Protein l-Arginine Methylation of RNA-Binding Proteins and Their Impact on Human Diseases

RNA-binding proteins (RBPs) are important for regulating the transcriptional expression of genes, as well as controlling the production of multiple transcriptional isoforms from a single gene by modulating pre-mRNA splicing [Lunde et al. (Nat Rev Mol Cell Biol 8:479–490, 2007)]. These proteins influence multiple aspects of RNA metabolism, including maturation, surveillance, subcellular localization, nucleocytoplasmic transport, and degradation [Lunde et al. (Nat Rev Mol Cell Biol 8:479–490, 2007)]. RNA-binding proteins contain one or more RNA-binding domains (RBDs) that specify their association with RNAs.

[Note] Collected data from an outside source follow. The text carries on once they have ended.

use std::fmt::Display;

use serde::Serialize;

use crate::{Position, Span};

use super::keywords::Keyword;

#[derive(Debug, PartialEq, Eq, Clone, Copy, Hash, Serialize)]
pub enum TokenKind {
    EOF,
    /// Bytes the lexer could not form a token from. Always paired with a
    /// lexical error record.
    Invalid,

    /// Unquoted word. Carries a keyword candidate when its text is an
    /// unreserved or function-class keyword; the grammar decides whether it
    /// is used as keyword or identifier.
    Word,
    /// Reserved word (or function name under IGNORE_SPACE).
    Keyword,
    /// `` `name` `` or, under ANSI_QUOTES, `"name"`.
    QuotedIdentifier,
    /// `_utf8mb4` style charset introducer before a string literal.
    Introducer,

    String,
    /// `N'...'`
    NationalString,
    /// `X'...'` or `0x...`
    HexString,
    /// `B'...'` or `0b...`
    BitString,
    Integer,
    Decimal,
    Float,

    /// `/*+ ... */` right after SELECT, INSERT, UPDATE, DELETE or REPLACE.
    Hint,
    /// `@name`, `@'name'`
    UserVariable,
    /// `@@name`, `@@global.name`
    SystemVariable,
    /// `?`
    ParamMarker,
    /// A lone `@`, as in `'user' @ 'host'`.
    At,

    OpenParen,
    CloseParen,
    Comma,
    Semicolon,
    Dot,

    Plus,
    Dash,
    Star,
    Slash,
    Percent,
    Caret,
    Ampersand,
    Pipe,
    Tilde,
    ShiftLeft,
    ShiftRight,

    Equals,
    NullSafeEquals,
    NotEquals,
    Less,
    LessEquals,
    Greater,
    GreaterEquals,

    /// `!`
    Not,
    /// `&&`
    And,
    /// `||`
    Or,
    /// `:=`
    Assignment,
    /// `->`
    Arrow,
    /// `->>`
    DoubleArrow,
}

impl TokenKind {
    /// Human readable description used in expected-token lists.
    pub fn describe(self) -> &'static str {
        match self {
            TokenKind::EOF => "end of input",
            TokenKind::Invalid => "invalid token",
            TokenKind::Word | TokenKind::QuotedIdentifier => "identifier",
            TokenKind::Keyword => "keyword",
            TokenKind::Introducer => "charset introducer",
            TokenKind::String | TokenKind::NationalString => "string literal",
            TokenKind::HexString => "hexadecimal literal",
            TokenKind::BitString => "bit literal",
            TokenKind::Integer => "integer",
            TokenKind::Decimal | TokenKind::Float => "number",
            TokenKind::Hint => "optimizer hint",
            TokenKind::UserVariable => "user variable",
            TokenKind::SystemVariable => "system variable",
            TokenKind::ParamMarker => "?",
            TokenKind::At => "@",
            TokenKind::OpenParen => "(",
            TokenKind::CloseParen => ")",
            TokenKind::Comma => ",",
            TokenKind::Semicolon => ";",
            TokenKind::Dot => ".",
            TokenKind::Plus => "+",
            TokenKind::Dash => "-",
            TokenKind::Star => "*",
            TokenKind::Slash => "/",
            TokenKind::Percent => "%",
            TokenKind::Caret => "^",
            TokenKind::Ampersand => "&",
            TokenKind::Pipe => "|",
            TokenKind::Tilde => "~",
            TokenKind::ShiftLeft => "<<",
            TokenKind::ShiftRight => ">>",
            TokenKind::Equals => "=",
            TokenKind::NullSafeEquals => "<=>",
            TokenKind::NotEquals => "<>",
            TokenKind::Less => "<",
            TokenKind::LessEquals => "<=",
            TokenKind::Greater => ">",
            TokenKind::GreaterEquals => ">=",
            TokenKind::Not => "!",
            TokenKind::And => "&&",
            TokenKind::Or => "||",
            TokenKind::Assignment => ":=",
            TokenKind::Arrow => "->",
            TokenKind::DoubleArrow => "->>",
        }
    }

    pub fn is_literal(self) -> bool {
        matches!(
            self,
            TokenKind::String
                | TokenKind::NationalString
                | TokenKind::HexString
                | TokenKind::BitString
                | TokenKind::Integer
                | TokenKind::Decimal
                | TokenKind::Float
        )
    }

    pub fn is_number(self) -> bool {
        matches!(self, TokenKind::Integer | TokenKind::Decimal | TokenKind::Float)
    }
}

impl Display for TokenKind {
    fn fmt(&self, f: &mut std::fmt::Formatter<'_>) -> std::fmt::Result {
        write!(f, "{:?}", self)
    }
}

#[derive(Debug, Clone, PartialEq, Eq)]
pub struct Token {
    pub kind: TokenKind,
    /// Raw source text, decoded with the input charset.
    pub value: String,
    pub span: Span,
    pub position: Position,
    /// Keyword candidate for `Word` tokens, the keyword for `Keyword` tokens.
    pub keyword: Option<Keyword>,
}

impl Display for Token {
    fn fmt(&self, f: &mut std::fmt::Formatter<'_>) -> std::fmt::Result {
        match self.kind {
            TokenKind::EOF => write!(f, "end of input"),
            _ => write!(f, "{}", self.value),
        }
    }
}

impl Token {
    fn is_one_of_many(&self, kinds: &[TokenKind]) -> bool {
        kinds.contains(&self.kind)
    }

    /// Whether this token spells `keyword`, reserved or not.
    pub fn is_keyword(&self, keyword: Keyword) -> bool {
        self.is_one_of_many(&[TokenKind::Keyword, TokenKind::Word]) && self.keyword == Some(keyword)
    }

    /// Whether the token can name a schema object without quoting.
    pub fn is_identifier_like(&self) -> bool {
        self.is_one_of_many(&[TokenKind::Word, TokenKind::QuotedIdentifier])
    }

    /// Compact one-line form used by the token dump of the CLI.
    pub fn debug(&self) -> String {
        if self.is_one_of_many(&[TokenKind::EOF]) {
            format!("{} @{}", self.kind, self.position)
        } else {
            format!(
                "{} {:?} @{} [{}]",
                self.kind, self.value, self.position, self.span
            )
        }
    }
}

Examples of common RBDs include the RNA recognition motif (RRM), K-homology (KH) domain, RGG box/domain, Sm domain, zinc finger, and Piwi/Argonaute/Zwille domain [Lunde et al. (Nat Rev Mol Cell Biol 8:479–490, 2007)]. These RBDs act as modules that can be combined and arranged to expand the functional ability of an RBP. This modular architecture provides versatility: RBP binding with high affinity and specificity to a specific target can be achieved by combining different RBDs that individually recognize shorter RNA sequences with weak affinity. Many RBPs contain additional post-translational modifications that can influence their biochemical properties. One such modification that has been found in many RBPs is protein arginine methylation [Bedford and Clarke (Mol Cell 33:1–13, 2009)]. Recent findings have implicated this modification as a major regulator of RBP function within a cell [Bedford and Clarke (Mol Cell 33:1–13, 2009)], thereby pointing to the potential of this modification serving an important role in the cause or progression of human diseases.